I move amendments (1) to (6) on sheet BG233:

(1) Clause 2, page 2 (table item 2), omit “1 October 2013” (wherever occurring), substitute “1 January 2014”.

(2) Schedule 1, item 9, page 21 (after line 15), at the end of section 29VA, add:

Lifecycle differentiated investment fees

  (9) This rule is satisfied if:

  (a) the fee is an investment fee; and

  (b) the fee would satisfy one of the charging rules in subsections (2) to (4) if the rule were applied to an age cohort identified in the governing rules in relation to the MySuper product for the purposes of this subsection, rather than in relation to all members of the fund who hold the MySuper product; and

  (c) the governing rules identify no more than 4 age cohorts in relation to the MySuper product for the purposes of this subsection; and

  (d) the investment fees for the age cohorts reflect a fair and reasonable attribution of the investment costs of the fund between the age cohorts.

(3) Schedule 1, item 12, page 26 (line 1), omit “1 October 2013”, substitute “1 January 2014”.

(4) Schedule 1, item 12, page 26 (line 6), omit “1 October 2013”, substitute “1 January 2014”.

(5) Schedule 1, item 12, page 26 (line 10), omit “1 October 2013”, substitute “1 January 2014”.

(6) Schedule 1, item 13, page 26 (line 18), omit “1 October 2013”, substitute “1 January 2014”.

The amendments defer the date from when employers must make contributions to a fund that offers a MySuper product from 1 October 2013 to 1 January 2014. While funds will still be able to offer MySuper products from 1 July 2013, the amendments will provide an additional three months transition before it becomes mandatory for contributions to be made to a MySuper product. This will provide more time for funds and employers to prepare for MySuper, facilitating a smoother transition to the new regime. In particular, the amendments will benefit employers in the case where their superannuation fund may have been unable to obtain a MySuper authorisation by the 1 October 2013 deadline.

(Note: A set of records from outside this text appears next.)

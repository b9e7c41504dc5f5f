pub mod config;
pub mod constants;
pub mod error;
pub mod logging;
pub mod metrics;
pub mod pipeline;
pub mod types;
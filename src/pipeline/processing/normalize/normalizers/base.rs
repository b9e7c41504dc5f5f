use once_cell::sync::Lazy;
use regex::Regex;

use crate::constants::CAPITAL_CITY;
use crate::pipeline::processing::normalize::DropReason;

static DESCR_APARTMENT: Lazy<Regex> = Lazy::new(|| Regex::new(r"(?i)appartement").unwrap());
static DESCR_HOUSE: Lazy<Regex> = Lazy::new(|| Regex::new(r"(?i)maison").unwrap());
static DESCR_FURNISHED: Lazy<Regex> = Lazy::new(|| Regex::new(r"(?i)meublé").unwrap());

/// Negation that may directly precede "meublé" in a description
const FURNISHED_NEGATION: &str = "non ";

/// Common parsing helpers shared by the source normalizers
pub struct NormalizerUtils;

impl NormalizerUtils {
    /// Parse a rent such as `"1 200 €"` or `"950€ CC"`: keep the text before the
    /// currency symbol and drop every whitespace thousands separator.
    pub fn parse_price(text: Option<&str>) -> Result<i64, DropReason> {
        let text = text.ok_or(DropReason::UnparseablePrice)?;
        let amount: String = text
            .split('€')
            .next()
            .unwrap_or_default()
            .chars()
            .filter(|c| !c.is_whitespace())
            .collect();
        amount.parse().map_err(|_| DropReason::UnparseablePrice)
    }

    /// Keyword fallback for the property type: `Some(true)` for a house.
    /// Apartment wording wins when both appear.
    pub fn type_from_description(descr: &str) -> Option<bool> {
        if DESCR_APARTMENT.is_match(descr) {
            Some(false)
        } else if DESCR_HOUSE.is_match(descr) {
            Some(true)
        } else {
            None
        }
    }

    /// Furnished status from free text.
    ///
    /// Any "meublé" not directly preceded by "non " means furnished; only
    /// negated mentions mean unfurnished; no mention at all is unknown.
    pub fn furnished_from_description(descr: &str) -> Option<bool> {
        let mut mentioned = false;
        for m in DESCR_FURNISHED.find_iter(descr) {
            mentioned = true;
            if !Self::preceded_by_ignore_case(&descr[..m.start()], FURNISHED_NEGATION) {
                return Some(true);
            }
        }
        mentioned.then_some(false)
    }

    fn preceded_by_ignore_case(before: &str, suffix: &str) -> bool {
        let wanted = suffix.chars().count();
        let mut tail: Vec<char> = before.chars().rev().take(wanted).collect();
        tail.reverse();
        let tail: String = tail.into_iter().collect();
        tail.to_lowercase() == suffix.to_lowercase()
    }

    /// Parse a serialized list of strings such as `['45 m²', "l'entrée"]`.
    ///
    /// Returns `None` when the text is not a well-formed list.
    pub fn parse_string_list(text: &str) -> Option<Vec<String>> {
        let inner = text.trim().strip_prefix('[')?.strip_suffix(']')?;
        let mut items = Vec::new();
        let mut chars = inner.chars().peekable();

        loop {
            while matches!(chars.peek(), Some(c) if c.is_whitespace()) {
                chars.next();
            }
            let quote = match chars.next() {
                None => break,
                Some(q @ ('\'' | '"')) => q,
                Some(_) => return None,
            };

            let mut item = String::new();
            loop {
                match chars.next()? {
                    '\\' => match chars.next()? {
                        'n' => item.push('\n'),
                        't' => item.push('\t'),
                        'r' => item.push('\r'),
                        other => item.push(other),
                    },
                    c if c == quote => break,
                    c => item.push(c),
                }
            }
            items.push(item);

            while matches!(chars.peek(), Some(c) if c.is_whitespace()) {
                chars.next();
            }
            match chars.next() {
                None => break,
                Some(',') => continue,
                Some(_) => return None,
            }
        }

        Some(items)
    }

    /// First capture group of `re` in `text`, parsed as a count.
    pub fn capture_number(re: &Regex, text: &str) -> Option<u32> {
        re.captures(text)?.get(1)?.as_str().parse().ok()
    }

    pub fn is_capital(city: &str) -> bool {
        city.starts_with(CAPITAL_CITY)
    }

    /// Five-digit capital code from a coarse department and the city's last
    /// two characters: `75` + `PARIS 08` gives `75008`.
    pub fn capital_dept(coarse: &str, city: &str) -> Option<u32> {
        let chars: Vec<char> = city.chars().collect();
        let suffix: String = chars[chars.len().saturating_sub(2)..].iter().collect();
        if suffix.len() != 2 || !suffix.chars().all(|c| c.is_ascii_digit()) {
            return None;
        }
        format!("{}0{}", coarse.trim(), suffix).parse().ok()
    }
}
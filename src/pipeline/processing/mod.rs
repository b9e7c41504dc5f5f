// Pipeline processing: normalization, merging, address inference, geocoding and filtering

pub mod address;
pub mod geocode;
pub mod merge;
pub mod normalize;
pub mod outlier;
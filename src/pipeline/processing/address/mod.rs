//! Best-effort street address inference from listing descriptions.
//!
//! Strictly ordered per listing: street phrase in the transliterated
//! description, then (capital only) a metro station name, then (outside the
//! capital) the bare city. Capital rows without a street or station have no
//! address unless the arrondissement fallback is enabled.

use deunicode::deunicode;
use once_cell::sync::Lazy;
use regex::Regex;
use tracing::debug;

use crate::constants::{department_name, CAPITAL_CITY, COUNTRY};
use crate::error::Result;
use crate::types::Listing;

pub mod patterns;
pub mod stations;

pub use patterns::StreetMatcher;
pub use stations::StationList;

static LEADING_ZERO: Lazy<Regex> = Lazy::new(|| Regex::new(r"0(\d)").unwrap());

/// Which rule produced an address
#[derive(Debug, Clone, Copy, PartialEq, Eq)]
pub enum AddressSource {
    Street,
    Metro,
    City,
    Arrondissement,
}

#[derive(Debug, Clone, PartialEq)]
pub struct InferredAddress {
    pub query: String,
    pub source: AddressSource,
}

/// Address inference over read-only lookup tables built once per run.
#[derive(Debug, Clone)]
pub struct AddressInference {
    streets: StreetMatcher,
    metro: Option<Regex>,
    arrondissement_fallback: bool,
}

impl AddressInference {
    pub fn new(stations: &StationList) -> Result<Self> {
        Ok(Self {
            streets: StreetMatcher::new()?,
            metro: stations.to_pattern()?,
            arrondissement_fallback: false,
        })
    }

    pub fn with_arrondissement_fallback(mut self, enabled: bool) -> Self {
        self.arrondissement_fallback = enabled;
        self
    }

    /// Geocoding query for a listing, or `None` when nothing usable is found.
    pub fn infer(&self, listing: &Listing) -> Option<InferredAddress> {
        let inferred = self
            .street_address(listing)
            .map(|query| InferredAddress {
                query,
                source: AddressSource::Street,
            })
            .or_else(|| self.fallback_address(listing));
        if inferred.is_none() {
            debug!(city = %listing.city, "No address derivable");
        }
        inferred
    }

    fn fallback_address(&self, listing: &Listing) -> Option<InferredAddress> {
        if listing.is_capital() {
            if let Some(query) = self.metro_address(listing) {
                return Some(InferredAddress {
                    query,
                    source: AddressSource::Metro,
                });
            }
            if self.arrondissement_fallback {
                return Self::arrondissement_address(listing).map(|query| InferredAddress {
                    query,
                    source: AddressSource::Arrondissement,
                });
            }
            return None;
        }
        Some(InferredAddress {
            query: Self::city_address(listing),
            source: AddressSource::City,
        })
    }

    /// City as used in queries: the capital without its arrondissement.
    fn query_city(listing: &Listing) -> &str {
        if listing.is_capital() {
            CAPITAL_CITY
        } else {
            &listing.city
        }
    }

    fn street_address(&self, listing: &Listing) -> Option<String> {
        let descr = patterns::unhyphenate_saints(&deunicode(&listing.descr));
        let phrase = self.streets.find_street(&descr)?.trim().to_lowercase();
        let street = self.streets.truncate(&phrase);
        Some(
            format!(
                "{} {} {} {}",
                street,
                Self::query_city(listing),
                department_name(listing.dept),
                COUNTRY
            )
            .to_lowercase(),
        )
    }

    /// Station search runs on the original description, accents included.
    fn metro_address(&self, listing: &Listing) -> Option<String> {
        let station = self.metro.as_ref()?.captures(&listing.descr)?.get(1)?.as_str();
        Some(
            format!(
                "metro {} {} {} {}",
                station,
                Self::query_city(listing),
                department_name(listing.dept),
                COUNTRY
            )
            .to_lowercase(),
        )
    }

    fn city_address(listing: &Listing) -> String {
        format!(
            "{} {} {}",
            listing.city,
            department_name(listing.dept),
            COUNTRY
        )
        .to_lowercase()
    }

    /// `PARIS 08` → `paris 8e arrondissement france`, `PARIS 01` → `paris 1er ...`
    fn arrondissement_address(listing: &Listing) -> Option<String> {
        let number = listing.city.split_whitespace().nth(1)?;
        let number = LEADING_ZERO.replace(number, "${1}");
        let ordinal = if number == "1" {
            "1er arrondissement".to_string()
        } else {
            format!("{}e arrondissement", number)
        };
        Some(format!("paris {} {}", ordinal, COUNTRY).to_lowercase())
    }
}

#[cfg(test)]
mod tests {
    use super::*;

    fn listing(city: &str, dept: u32, descr: &str) -> Listing {
        Listing {
            price: 1000,
            surface: 40.0,
            rooms: 2,
            bedrooms: 1,
            is_house: false,
            furnished: false,
            city: city.to_string(),
            dept,
            descr: descr.to_string(),
        }
    }

    fn inference() -> AddressInference {
        let stations = StationList::from_names(["Bastille", "Saint-Paul", "Commerce"]);
        AddressInference::new(&stations).unwrap()
    }

    #[test]
    fn test_street_address_in_capital() {
        let row = listing("PARIS 08", 75008, "Superbe appartement situé rue de Miromesnil, 3e étage");
        let address = inference().infer(&row).unwrap();
        assert_eq!(address.source, AddressSource::Street);
        assert_eq!(address.query, "rue de miromesnil paris  france");
        assert!(address.query.ends_with("france"));
    }

    #[test]
    fn test_street_address_is_transliterated_and_truncated() {
        let row = listing(
            "SAINT-MAUR-DES-FOSSÉS",
            94,
            "Maison rue de l'Église proche des commerces",
        );
        let address = inference().infer(&row).unwrap();
        assert_eq!(
            address.query,
            "rue de l'eglise saint-maur-des-fossés val-de-marne france"
        );
    }

    #[test]
    fn test_saint_prefix_joined() {
        let row = listing("VINCENNES", 94, "Au coin de la rue Saint-Louis.");
        assert_eq!(
            inference().infer(&row).unwrap().query,
            "rue saint louis vincennes val-de-marne france"
        );
    }

    #[test]
    fn test_calm_street_is_not_a_street() {
        let row = listing("PARIS 04", 75004, "Dans une rue calme, à deux pas du métro Bastille");
        let address = inference().infer(&row).unwrap();
        assert_eq!(address.source, AddressSource::Metro);
        assert_eq!(address.query, "metro bastille paris  france");
    }

    #[test]
    fn test_calm_qualifier_after_street_name_keeps_street() {
        // The exclusion only applies right after the keyword
        let row = listing("PARIS 02", 75002, "Bel appartement, rue de la Paix, calme, à Paris");
        let address = inference().infer(&row).unwrap();
        assert_eq!(address.source, AddressSource::Street);
        assert_eq!(address.query, "rue de la paix paris  france");

        let row = listing("PARIS 02", 75002, "Bel appartement dans une rue calme, à Paris");
        assert_eq!(inference().infer(&row), None);
    }

    #[test]
    fn test_capital_without_match_is_absent() {
        let row = listing("PARIS 11", 75011, "Studio lumineux, rue calme");
        assert_eq!(inference().infer(&row), None);
    }

    #[test]
    fn test_blocklisted_station_does_not_match() {
        let row = listing("PARIS 15", 75015, "Proche des commerces");
        assert_eq!(inference().infer(&row), None);
    }

    #[test]
    fn test_city_fallback_outside_capital() {
        let row = listing("ARGENTEUIL", 95, "Bel appartement lumineux");
        let address = inference().infer(&row).unwrap();
        assert_eq!(address.source, AddressSource::City);
        assert_eq!(address.query, "argenteuil val d'oise france");
    }

    #[test]
    fn test_unknown_department_renders_code() {
        let row = listing("CHARTRES", 28, "Maison");
        assert_eq!(inference().infer(&row).unwrap().query, "chartres 28 france");
    }

    #[test]
    fn test_arrondissement_fallback() {
        let inference = inference().with_arrondissement_fallback(true);
        let row = listing("PARIS 01", 75001, "Studio");
        assert_eq!(
            inference.infer(&row).unwrap().query,
            "paris 1er arrondissement france"
        );
        let row = listing("PARIS 08", 75008, "Studio");
        assert_eq!(
            inference.infer(&row).unwrap().query,
            "paris 8e arrondissement france"
        );
        let row = listing("PARIS 20", 75020, "Studio");
        assert_eq!(
            inference.infer(&row).unwrap().source,
            AddressSource::Arrondissement
        );
    }
}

The amendments also relate to investment fees for life cycle investment strategies. The amendments respond to stakeholder concerns by allowing trustees that operate a life cycle investment strategy for their MySuper product to charge more than one investment fee. APRA must authorise MySuper products with different investment fees within a life cycle investment strategy if it is satisfied that certain criteria are met. In order for them to charge different investment fees, APRA must be satisfied that the following conditions are met: the investment fee charged to each member of an age cohort is the same; there is a maximum of four age cohorts and therefore no more than four investment fees; and the investment fees for the age cohorts reflect a fair and reasonable attribution of the investment costs of the fund between the age cohorts.

This will ensure that members invested in assets with lower investment costs do not cross-subsidise members invested in assets with higher investment costs because they are in different stages of the life cycle. This amendment means that members can be treated fairly and will only have to pay the investment costs that relate to them. This is consistent with a key tenet of MySuper, which is to ensure that members do not pay greater fees than they need to.